Margaret Buckton, an advocate for Rural Schools Advocates of Iowa said she is also concerned about affordability as broadband expansions continue to be funded by the Legislature. Without competition that drives down cost, she said rural parts of the state will continue to see disparities in broadband access.
“Down the road, we’ll have to address the affordability of the internet,” she said. “We have a lot of rural schools with more than half the students eligible for free and reduced price lunch, which means their families probably cannot afford the internet. Internet has to be regulated so that it is affordable for all families.”
The COVID-19 spotlight
After a year of working and learning from home and telemedicine because of the COVID-19 pandemic, the need for expanded broadband services in Iowa is clear, Buckton said.
She said the funding allows for a breakdown of the “homework gap,” where students without internet access fall behind in school because of a lack of internet access, as well as better access to online classes.
“Internet access has always been a concern for rural schools, and it was really highlighted during the pandemic,” she said. “We had a student who had to take his AP test in a tractor because the GPS had a better connection than he did at his house.
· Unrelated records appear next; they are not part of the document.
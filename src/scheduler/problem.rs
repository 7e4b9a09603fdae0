//! Normalized scheduling input.
//!
//! [`Problem::prepare`] turns raw caller data into what the strategies
//! work on:
//! 1. Courses without an ID or a name are skipped.
//! 2. Later duplicates (same ID, or same name ignoring case) are skipped.
//! 3. Session counts ≤ 0 are coerced to 1.
//! 4. Rooms flagged unavailable or named on the deny-list are removed.
//! 5. Later rooms or instructors reusing an ID are dropped.
//!
//! Every adjustment is logged; none is fatal.

use std::collections::HashSet;

use log::{debug, warn};

use crate::models::{Course, Instructor, Resource, Session, SessionOrigin, TimeSlot};
use crate::options::GeneratorOptions;
use crate::validation::validate_input;

/// Input container for generation.
#[derive(Debug, Clone, Default)]
pub struct GenerationRequest {
    /// Candidate rooms.
    pub rooms: Vec<Resource>,
    /// Candidate instructors.
    pub instructors: Vec<Instructor>,
    /// Courses to place.
    pub courses: Vec<Course>,
    /// Soft-constraint options.
    pub options: GeneratorOptions,
}

impl GenerationRequest {
    /// Creates a request with default options.
    pub fn new(rooms: Vec<Resource>, instructors: Vec<Instructor>, courses: Vec<Course>) -> Self {
        Self {
            rooms,
            instructors,
            courses,
            options: GeneratorOptions::default(),
        }
    }

    /// Sets the options.
    pub fn with_options(mut self, options: GeneratorOptions) -> Self {
        self.options = options;
        self
    }
}

/// One session still to be placed: the `ordinal`-th (1-based) of a course.
#[derive(Debug, Clone, Copy, PartialEq, Eq)]
pub struct SessionRequest {
    /// Index into [`Problem::courses`].
    pub course: usize,
    /// 1-based position within the course.
    pub ordinal: usize,
}

/// Prepared rooms, instructors, and courses.
#[derive(Debug, Clone, Default)]
pub struct Problem {
    /// Schedulable rooms.
    pub rooms: Vec<Resource>,
    /// Instructors.
    pub instructors: Vec<Instructor>,
    /// Normalized courses, in input order.
    pub courses: Vec<Course>,
}

impl Problem {
    /// Normalizes raw input. See the module documentation.
    pub fn prepare(
        rooms: &[Resource],
        instructors: &[Instructor],
        courses: &[Course],
        options: &GeneratorOptions,
    ) -> Self {
        if let Err(errors) = validate_input(courses, rooms, instructors) {
            for e in &errors {
                warn!("Input issue ({:?}): {}", e.kind, e);
            }
        }

        let mut room_ids = HashSet::new();
        let rooms: Vec<Resource> = rooms
            .iter()
            .filter(|r| {
                if !room_ids.insert(r.id.clone()) {
                    warn!("Skipping room '{}': duplicate id", r.id);
                    false
                } else if !r.available {
                    debug!("Room {} excluded: unavailable", r.id);
                    false
                } else if r.is_excluded_by(&options.excluded_room_names) {
                    debug!("Room {} ({}) excluded: deny-list", r.id, r.name);
                    false
                } else {
                    true
                }
            })
            .cloned()
            .collect();

        let mut instructor_ids = HashSet::new();
        let instructors: Vec<Instructor> = instructors
            .iter()
            .filter(|i| {
                let fresh = instructor_ids.insert(i.id.clone());
                if !fresh {
                    warn!("Skipping instructor '{}': duplicate id", i.id);
                }
                fresh
            })
            .cloned()
            .collect();

        let mut seen_ids = HashSet::new();
        let mut seen_names = HashSet::new();
        let mut prepared = Vec::with_capacity(courses.len());
        for course in courses {
            if course.id.trim().is_empty() || course.name.trim().is_empty() {
                warn!("Skipping course '{}': missing id or name", course.id);
                continue;
            }
            if !seen_ids.insert(course.id.clone()) {
                warn!("Skipping course '{}': duplicate id", course.id);
                continue;
            }
            if !seen_names.insert(course.name.trim().to_lowercase()) {
                warn!("Skipping course '{}': duplicate name '{}'", course.id, course.name);
                continue;
            }

            let mut course = course.clone();
            if course.required_sessions_per_week <= 0 {
                warn!(
                    "Course '{}' requests {} sessions; using 1",
                    course.id, course.required_sessions_per_week
                );
                course.required_sessions_per_week = 1;
            }
            prepared.push(course);
        }

        Self {
            rooms,
            instructors,
            courses: prepared,
        }
    }

    /// Whether there is nothing to schedule (no rooms, instructors, or courses).
    pub fn is_empty(&self) -> bool {
        self.rooms.is_empty() || self.instructors.is_empty() || self.courses.is_empty()
    }

    /// All sessions to place, course by course.
    pub fn session_requests(&self) -> Vec<SessionRequest> {
        self.courses
            .iter()
            .enumerate()
            .flat_map(|(course, c)| (1..=c.sessions_needed()).map(move |ordinal| SessionRequest { course, ordinal }))
            .collect()
    }

    /// Total sessions required.
    pub fn total_sessions(&self) -> usize {
        self.courses.iter().map(Course::sessions_needed).sum()
    }

    pub fn room_index(&self, id: &str) -> Option<usize> {
        self.rooms.iter().position(|r| r.id == id)
    }

    pub fn instructor_index(&self, id: &str) -> Option<usize> {
        self.instructors.iter().position(|i| i.id == id)
    }

    /// Rooms matching the course's requirement, or all rooms if none match.
    pub fn compatible_rooms(&self, course: &Course) -> Vec<usize> {
        let all = || (0..self.rooms.len()).collect::<Vec<_>>();
        let Some(requirement) = course.room_requirement() else {
            return all();
        };
        let matching: Vec<usize> = self
            .rooms
            .iter()
            .enumerate()
            .filter(|(_, r)| r.satisfies(requirement))
            .map(|(i, _)| i)
            .collect();
        if matching.is_empty() {
            debug!(
                "No room matches '{}' for course {}; using all rooms",
                requirement, course.id
            );
            all()
        } else {
            matching
        }
    }

    /// Candidate rooms: the pinned room if it resolves, else compatible rooms.
    pub fn room_candidates(&self, course: &Course) -> Vec<usize> {
        match course.pinned_room().and_then(|id| self.room_index(id)) {
            Some(index) => vec![index],
            None => self.compatible_rooms(course),
        }
    }

    /// Candidate instructors: the pinned instructor if it resolves, else the
    /// resolvable preferred pool, else everyone.
    pub fn instructor_candidates(&self, course: &Course) -> Vec<usize> {
        if let Some(index) = course.pinned_instructor().and_then(|id| self.instructor_index(id)) {
            return vec![index];
        }
        let preferred: Vec<usize> = course
            .preferred_instructors
            .iter()
            .filter_map(|id| self.instructor_index(id))
            .collect();
        if preferred.is_empty() {
            (0..self.instructors.len()).collect()
        } else {
            preferred
        }
    }

    /// Materializes a session. Indices are clamped to the last valid entry.
    pub fn session(
        &self,
        request: SessionRequest,
        slot: TimeSlot,
        room: usize,
        instructor: usize,
        origin: SessionOrigin,
    ) -> Option<Session> {
        let course = self.courses.get(request.course)?;
        let room = self.rooms.get(room.min(self.rooms.len().checked_sub(1)?))?;
        let instructor = self
            .instructors
            .get(instructor.min(self.instructors.len().checked_sub(1)?))?;
        Some(Session::new(course, request.ordinal, slot, room, instructor, origin))
    }
}
//! Error types.

use thiserror::Error;

/// Errors raised while interpreting caller-supplied time labels.
///
/// Generation itself never fails; these surface only from the
/// time-parsing helpers used by the conflict predicate and the
/// manual-scheduling ranking.
#[derive(Debug, Clone, PartialEq, Eq, Error)]
pub enum TimetableError {
    /// A time label is not `HH:MM` on a 24-hour clock.
    #[error("invalid time '{0}': expected HH:MM")]
    InvalidTime(String),
    /// A time range label is not `HH:MM-HH:MM`.
    #[error("invalid time range '{0}': expected HH:MM-HH:MM")]
    InvalidTimeRange(String),
}

/// Result alias for fallible helpers in this crate.
pub type Result<T> = std::result::Result<T, TimetableError>;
We had students and staff who had to drive to schools to connect to hotspots even though school wasn’t physically in session.”
Buckton said the funding could also allow for less money to be spent on textbooks and physical resources if quality internet connectivity becomes universal in rural communities.
The legislation will also allow for better access to health care, said Brian Waller, the president of the Technology Association of Iowa.
“One of our members, UnityPoint Health, is doing telemedicine at an increased level now, in big large metros, and rural communities that are trying to access their health care providers,” he said. “To do that, you need internet speed and latency so there are no hiccups in access.”
The economy is also projected to benefit from House File 848, Waller said. As telecommuting grows in various sectors of the economy, he said rural Americans will have better access to jobs with bills like this.
“Technology infrastructure is absolutely what Iowa needs to be focused on to be part of the future economy, and the state is,” he said. “An impact of this legislation overall is access to the workforce. There is a war for talent going on right now and this can really flatten workforce issues.”
National broadband expansion
Iowans are working to expand broadband across the country, too. U.S. Sen. Chuck Grassley introduced the Assisting Broadband Connectivity Act with U.S. Sen. Amy Klobuchar, D-Minn., last week.
The bill looks to streamline funding for broadband in rural America.
“This bipartisan bill makes common-sense updates to help areas connect all the pieces from both the state and federal level to get some of these expensive and urgent rural broadband projects done,” Grassley said in a press release. “Completing these projects in every corner of our state is critical infrastructure to people’s lives and livelihoods.”
Behrens said Iowa’s law stands out compared to other states by increasing the internet speed it asks companies to create. The legislation moves the standard investment to 100 megabits downstream and upstream.
“In prior years, eligibility was based on whether or not broadband was available at a speed level of 25 megabits per second down, three megabits per second up,” he said. “… What we are looking at now is a different concept.”